◆ EXERCISE REQUIREMENTS
Your task is to copy each line of the records that includes the string "impl".

━━━━━━━━

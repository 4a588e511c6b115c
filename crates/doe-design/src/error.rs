use std::path::PathBuf;

use thiserror::Error;

/// Every failure the expansion pipeline can report. Any of them aborts the
/// whole suite.
#[derive(Debug, Error)]
pub enum DesignError {
    #[error("schema_error: {path}: {message}")]
    Schema { path: String, message: String },

    #[error("duplicate_identifiers: {}", .0.join(", "))]
    Uniqueness(Vec<String>),

    #[error("factor_mismatch: experiment {experiment}: {message}")]
    FactorMismatch { experiment: String, message: String },

    #[error("inclusion_error: {0}")]
    Inclusion(String),

    #[error("template_error: {path}: {message}")]
    Template { path: String, message: String },

    #[error("reference_not_found: {0}")]
    ReferenceNotFound(String),

    #[error("io_error: {}: {source}", path.display())]
    Io {
        path: PathBuf,
        #[source]
        source: std::io::Error,
    },

    #[error("parse_error: {}: {source}", path.display())]
    Parse {
        path: PathBuf,
        #[source]
        source: serde_yaml::Error,
    },
}

impl DesignError {
    pub(crate) fn schema(path: impl Into<String>, message: impl Into<String>) -> Self {
        DesignError::Schema {
            path: path.into(),
            message: message.into(),
        }
    }

    pub(crate) fn factor(experiment: &str, message: impl Into<String>) -> Self {
        DesignError::FactorMismatch {
            experiment: experiment.to_string(),
            message: message.into(),
        }
    }

    pub(crate) fn template(path: impl Into<String>, message: impl Into<String>) -> Self {
        DesignError::Template {
            path: path.into(),
            message: message.into(),
        }
    }

    /// Stable short code, used by the CLI json envelope.
    pub fn code(&self) -> &'static str {
        match self {
            DesignError::Schema { .. } => "schema_error",
            DesignError::Uniqueness(_) => "duplicate_identifiers",
            DesignError::FactorMismatch { .. } => "factor_mismatch",
            DesignError::Inclusion(_) => "inclusion_error",
            DesignError::Template { .. } => "template_error",
            DesignError::ReferenceNotFound(_) => "reference_not_found",
            DesignError::Io { .. } => "io_error",
            DesignError::Parse { .. } => "parse_error",
        }
    }
}

pub type Result<T> = std::result::Result<T, DesignError>;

━━━━━━━━

◆ EXPECTED OUTPUT
impl DesignError {
    pub(crate) fn schema(path: impl Into<String>, message: impl Into<String>) -> Self {
    pub(crate) fn factor(experiment: &str, message: impl Into<String>) -> Self {
    pub(crate) fn template(path: impl Into<String>, message: impl Into<String>) -> Self {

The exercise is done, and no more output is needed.